About this task ->
Say only the number of lines in the entries below that contain "selects".

§ §

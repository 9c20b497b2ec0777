//! Shared helpers for the integration tests: capturing sinks and a
//! frame-stream decoder built on the crate's own deframing path.

// Each integration binary compiles this module separately and uses a
// different subset of the helpers.
#![allow(dead_code)]

use linkshaper::{ByteSink, DecodedFrame, FrameDecoder, LogSink, ShaperConfig};

/// Byte sink that records everything written and reports a scriptable
/// amount of free space.
pub struct CaptureSink {
    pub bytes: Vec<u8>,
    pub free: usize,
}

impl CaptureSink {
    /// A sink that always has room.
    pub fn ready() -> Self {
        Self {
            bytes: Vec::new(),
            free: 64 * 1024,
        }
    }

    /// A sink reporting no free space (congested link).
    pub fn blocked() -> Self {
        Self {
            bytes: Vec::new(),
            free: 0,
        }
    }
}

impl ByteSink for CaptureSink {
    fn write(&mut self, bytes: &[u8]) {
        self.bytes.extend_from_slice(bytes);
    }

    fn available_for_write(&self) -> usize {
        self.free
    }
}

/// Log sink that records each written fragment.
#[derive(Default)]
pub struct CaptureLog {
    pub lines: Vec<String>,
}

impl LogSink for CaptureLog {
    fn write(&mut self, text: &str) {
        self.lines.push(text.to_owned());
    }
}

/// Decode a captured byte stream into validated frames, panicking on any
/// framing or CRC error.
pub fn decode_stream(bytes: &[u8]) -> Vec<DecodedFrame> {
    let mut decoder: FrameDecoder<128> = FrameDecoder::new();
    let mut frames = Vec::new();
    for &byte in bytes {
        if let Some(frame) = decoder.push(byte).expect("captured stream must deframe") {
            frames.push(frame);
        }
    }
    frames
}

/// Count frames per wire type, indexed by the type identifier (1..=4).
pub fn count_by_wire_type(frames: &[DecodedFrame]) -> [usize; 5] {
    let mut counts = [0usize; 5];
    for frame in frames {
        counts[frame.wire_type as usize] += 1;
    }
    counts
}

/// Assert the global sequence counter increases by one per frame, mod 256.
pub fn assert_seq_monotonic(frames: &[DecodedFrame]) {
    for (i, frame) in frames.iter().enumerate() {
        assert_eq!(frame.seq, (i % 256) as u8, "seq gap at frame {i}");
    }
}

/// Configuration with the built-in sources pushed out of the simulated
/// horizon, for scenarios that inject their own events.
pub fn quiet_config() -> ShaperConfig {
    ShaperConfig {
        sensor_period_ms: 1_000_000_000,
        hb_period_ms: 1_000_000_000,
        telem_period_ms: 1_000_000_000,
        ..ShaperConfig::default()
    }
}
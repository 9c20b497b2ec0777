//! Job Types: Lowered, Ready-to-Transmit Work Items
//!
//! A job is what an event becomes once the lowering stage has stamped it
//! for the wire: the kind maps 1:1 to a wire type identifier, the payload
//! gains a two-byte header (`[tag, original_event_len]`), and the
//! timestamp is rewritten to the lowering tick. Jobs live in the job queue
//! across ticks until the flush loop emits or discards them.

use crate::constants::buffers::MAX_JOB_PAYLOAD;
use crate::events::{EventKind, EventRecord};

/// Kind of a lowered job. The discriminant is the wire type identifier.
#[derive(Debug, Clone, Copy, PartialEq, Eq)]
#[repr(u8)]
pub enum JobKind {
    /// Command frame.
    Cmd = 1,
    /// Sensor sample frame.
    Sensor = 2,
    /// Heartbeat frame.
    Hb = 3,
    /// Telemetry frame; lowest priority, first to be degraded.
    Telem = 4,
}

impl JobKind {
    /// Wire type identifier carried in the frame header.
    pub const fn wire_type(&self) -> u8 {
        *self as u8
    }

    /// Human-readable name.
    pub const fn name(&self) -> &'static str {
        match self {
            JobKind::Cmd => "cmd",
            JobKind::Sensor => "sensor",
            JobKind::Hb => "hb",
            JobKind::Telem => "telem",
        }
    }
}

impl From<EventKind> for JobKind {
    fn from(kind: EventKind) -> Self {
        match kind {
            EventKind::Cmd => JobKind::Cmd,
            EventKind::Sensor => JobKind::Sensor,
            EventKind::Hb => JobKind::Hb,
            EventKind::Telem => JobKind::Telem,
        }
    }
}

/// A unit of transmit work staged for the flush loop.
#[derive(Debug, Clone, Copy)]
pub struct JobRecord {
    /// Job kind; selects the wire type and the degradation decision.
    pub kind: JobKind,
    /// Flag bits copied from the source event.
    pub flags: u8,
    /// Lowering timestamp (wrapping milliseconds).
    pub t_ms: u32,
    len: u8,
    payload: [u8; MAX_JOB_PAYLOAD],
}

impl JobRecord {
    /// Lower an event into a job at time `now_ms`.
    ///
    /// The job payload is `[tag, original_event_len, event payload...]`,
    /// with the event payload truncated to the space remaining after the
    /// two-byte header. The original length byte is preserved even when
    /// truncation occurs, so the receiver can detect it.
    pub fn lower(event: &EventRecord, now_ms: u32) -> Self {
        let src = event.payload();
        let copy = src.len().min(MAX_JOB_PAYLOAD - 2);

        let mut data = [0u8; MAX_JOB_PAYLOAD];
        data[0] = event.kind.tag();
        data[1] = src.len() as u8;
        data[2..2 + copy].copy_from_slice(&src[..copy]);

        Self {
            kind: JobKind::from(event.kind),
            flags: event.flags,
            t_ms: now_ms,
            len: (2 + copy) as u8,
            payload: data,
        }
    }

    /// Payload bytes (lowering header included).
    pub fn payload(&self) -> &[u8] {
        &self.payload[..self.len as usize]
    }

    /// Payload length in bytes.
    pub fn len(&self) -> usize {
        self.len as usize
    }

    /// True when the payload is empty (never the case for lowered jobs).
    pub fn is_empty(&self) -> bool {
        self.len == 0
    }
}
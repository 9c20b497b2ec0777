//! Event Types Entering the Staging Pipeline
//!
//! ## Overview
//!
//! Events are the producer-facing records of the core: small, fixed-size,
//! stack-allocated structs carrying a kind, a wrapping millisecond
//! timestamp and up to 16 payload bytes. Producers emit them without
//! backpressure; the staging queues decide what survives.
//!
//! ## Coalescing Policy
//!
//! Each kind carries its admission policy:
//!
//! - `CMD`: every instance is preserved until the queue is full. Commands
//!   are externally originated and individually meaningful.
//! - `SENSOR`, `HB`, `TELEM`: merge-last within a time window. These are
//!   state streams where only the freshest value matters; an older queued
//!   value is replaced in place by a newer arrival.
//!
//! ## Memory Model
//!
//! `EventRecord` is `Copy` and 24 bytes, so queue slots are plain arrays
//! and coalescing is a struct assignment. No heap, no pointers.

use crate::constants::buffers::MAX_EVENT_PAYLOAD;

/// Kind of a producer event.
#[derive(Debug, Clone, Copy, PartialEq, Eq)]
#[repr(u8)]
pub enum EventKind {
    /// Externally originated command.
    Cmd = 0,
    /// Periodic sensor sample.
    Sensor = 1,
    /// Liveness heartbeat.
    Hb = 2,
    /// Low-priority telemetry.
    Telem = 3,
}

impl EventKind {
    /// Human-readable name.
    pub const fn name(&self) -> &'static str {
        match self {
            EventKind::Cmd => "cmd",
            EventKind::Sensor => "sensor",
            EventKind::Hb => "hb",
            EventKind::Telem => "telem",
        }
    }

    /// Tag byte placed at the front of a lowered job payload.
    pub const fn tag(&self) -> u8 {
        match self {
            EventKind::Sensor => 0x01,
            EventKind::Hb => 0x02,
            EventKind::Telem => 0x03,
            EventKind::Cmd => 0x04,
        }
    }

    /// Admission policy at the event queue.
    pub const fn policy(&self) -> CoalescePolicy {
        match self {
            EventKind::Cmd => CoalescePolicy::Preserve,
            _ => CoalescePolicy::MergeLast,
        }
    }
}

/// How the event queue treats a new arrival of a given kind.
#[derive(Debug, Clone, Copy, PartialEq, Eq)]
pub enum CoalescePolicy {
    /// Keep every instance until the queue is full.
    Preserve,
    /// Replace a queued same-kind event within the merge window.
    MergeLast,
}

/// A producer event staged for lowering.
#[derive(Debug, Clone, Copy)]
pub struct EventRecord {
    /// Event kind; selects the coalescing policy and the job mapping.
    pub kind: EventKind,
    /// Producer-defined flag bits, carried through to the job unchanged.
    pub flags: u8,
    /// Producer timestamp (wrapping milliseconds); drives coalescing and
    /// aging.
    pub t_ms: u32,
    len: u8,
    payload: [u8; MAX_EVENT_PAYLOAD],
}

impl EventRecord {
    /// Build an event, copying `payload` inline.
    ///
    /// Returns `None` when the payload exceeds [`MAX_EVENT_PAYLOAD`].
    pub fn new(kind: EventKind, flags: u8, t_ms: u32, payload: &[u8]) -> Option<Self> {
        if payload.len() > MAX_EVENT_PAYLOAD {
            return None;
        }
        let mut data = [0u8; MAX_EVENT_PAYLOAD];
        data[..payload.len()].copy_from_slice(payload);
        Some(Self {
            kind,
            flags,
            t_ms,
            len: payload.len() as u8,
            payload: data,
        })
    }

    /// Payload bytes.
    pub fn payload(&self) -> &[u8] {
        &self.payload[..self.len as usize]
    }

    /// Payload length in bytes.
    pub fn len(&self) -> usize {
        self.len as usize
    }

    /// True when the payload is empty.
    pub fn is_empty(&self) -> bool {
        self.len == 0
    }
}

§ §

Written response ->
2